- **PROBLEM DETAILS**
Output all records below verbatim.

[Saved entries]

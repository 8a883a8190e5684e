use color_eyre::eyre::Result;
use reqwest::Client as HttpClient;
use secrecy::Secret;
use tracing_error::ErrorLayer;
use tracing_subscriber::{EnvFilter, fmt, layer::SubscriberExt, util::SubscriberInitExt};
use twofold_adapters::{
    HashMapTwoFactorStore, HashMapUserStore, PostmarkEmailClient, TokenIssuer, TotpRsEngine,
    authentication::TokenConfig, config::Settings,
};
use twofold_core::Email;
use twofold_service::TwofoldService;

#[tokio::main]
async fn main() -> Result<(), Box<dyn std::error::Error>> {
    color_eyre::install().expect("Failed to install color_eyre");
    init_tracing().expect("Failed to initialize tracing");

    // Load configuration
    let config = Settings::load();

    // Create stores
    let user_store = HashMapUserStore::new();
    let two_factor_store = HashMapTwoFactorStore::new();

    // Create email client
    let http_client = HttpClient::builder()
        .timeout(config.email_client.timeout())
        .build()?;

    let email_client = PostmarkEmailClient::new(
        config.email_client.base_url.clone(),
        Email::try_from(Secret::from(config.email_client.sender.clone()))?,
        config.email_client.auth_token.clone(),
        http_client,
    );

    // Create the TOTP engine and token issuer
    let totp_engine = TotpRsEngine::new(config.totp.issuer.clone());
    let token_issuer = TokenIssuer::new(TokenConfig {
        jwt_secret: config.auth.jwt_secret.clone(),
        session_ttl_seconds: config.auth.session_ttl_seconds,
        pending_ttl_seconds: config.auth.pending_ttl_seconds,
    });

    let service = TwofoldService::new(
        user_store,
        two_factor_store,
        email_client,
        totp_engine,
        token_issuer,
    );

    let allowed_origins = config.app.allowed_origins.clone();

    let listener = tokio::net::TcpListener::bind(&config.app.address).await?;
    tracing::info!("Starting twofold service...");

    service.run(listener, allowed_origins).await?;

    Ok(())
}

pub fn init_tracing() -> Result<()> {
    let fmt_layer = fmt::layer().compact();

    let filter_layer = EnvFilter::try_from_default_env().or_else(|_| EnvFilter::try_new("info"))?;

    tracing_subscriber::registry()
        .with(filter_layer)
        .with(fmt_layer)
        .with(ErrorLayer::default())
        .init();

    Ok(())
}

- **RESPONSE AREA**
repository 8a883a8190e5684e
use color_eyre::eyre::Result;
use reqwest::Client as HttpClient;
use secrecy::Secret;
use tracing_error::ErrorLayer;
use tracing_subscriber::{EnvFilter, fmt, layer::SubscriberExt, util::SubscriberInitExt};
use twofold_adapters::{
    HashMapTwoFactorStore, HashMapUserStore, PostmarkEmailClient, TokenIssuer, TotpRsEngine,
    authentication::TokenConfig, config::Settings,
};
use twofold_core::Email;
use twofold_service::TwofoldService;

#[tokio::main]
async fn main() -> Result<(), Box<dyn std::error::Error>> {
    color_eyre::install().expect("Failed to install color_eyre");
    init_tracing().expect("Failed to initialize tracing");

    // Load configuration
    let config = Settings::load();

    // Create stores
    let user_store = HashMapUserStore::new();
    let two_factor_store = HashMapTwoFactorStore::new();

    // Create email client
    let http_client = HttpClient::builder()
        .timeout(config.email_client.timeout())
        .build()?;

    let email_client = PostmarkEmailClient::new(
        config.email_client.base_url.clone(),
        Email::try_from(Secret::from(config.email_client.sender.clone()))?,
        config.email_client.auth_token.clone(),
        http_client,
    );

    // Create the TOTP engine and token issuer
    let totp_engine = TotpRsEngine::new(config.totp.issuer.clone());
    let token_issuer = TokenIssuer::new(TokenConfig {
        jwt_secret: config.auth.jwt_secret.clone(),
        session_ttl_seconds: config.auth.session_ttl_seconds,
        pending_ttl_seconds: config.auth.pending_ttl_seconds,
    });

    let service = TwofoldService::new(
        user_store,
        two_factor_store,
        email_client,
        totp_engine,
        token_issuer,
    );

    let allowed_origins = config.app.allowed_origins.clone();

    let listener = tokio::net::TcpListener::bind(&config.app.address).await?;
    tracing::info!("Starting twofold service...");

    service.run(listener, allowed_origins).await?;

    Ok(())
}

pub fn init_tracing() -> Result<()> {
    let fmt_layer = fmt::layer().compact();

    let filter_layer = EnvFilter::try_from_default_env().or_else(|_| EnvFilter::try_new("info"))?;

    tracing_subscriber::registry()
        .with(filter_layer)
        .with(fmt_layer)
        .with(ErrorLayer::default())
        .init();

    Ok(())
}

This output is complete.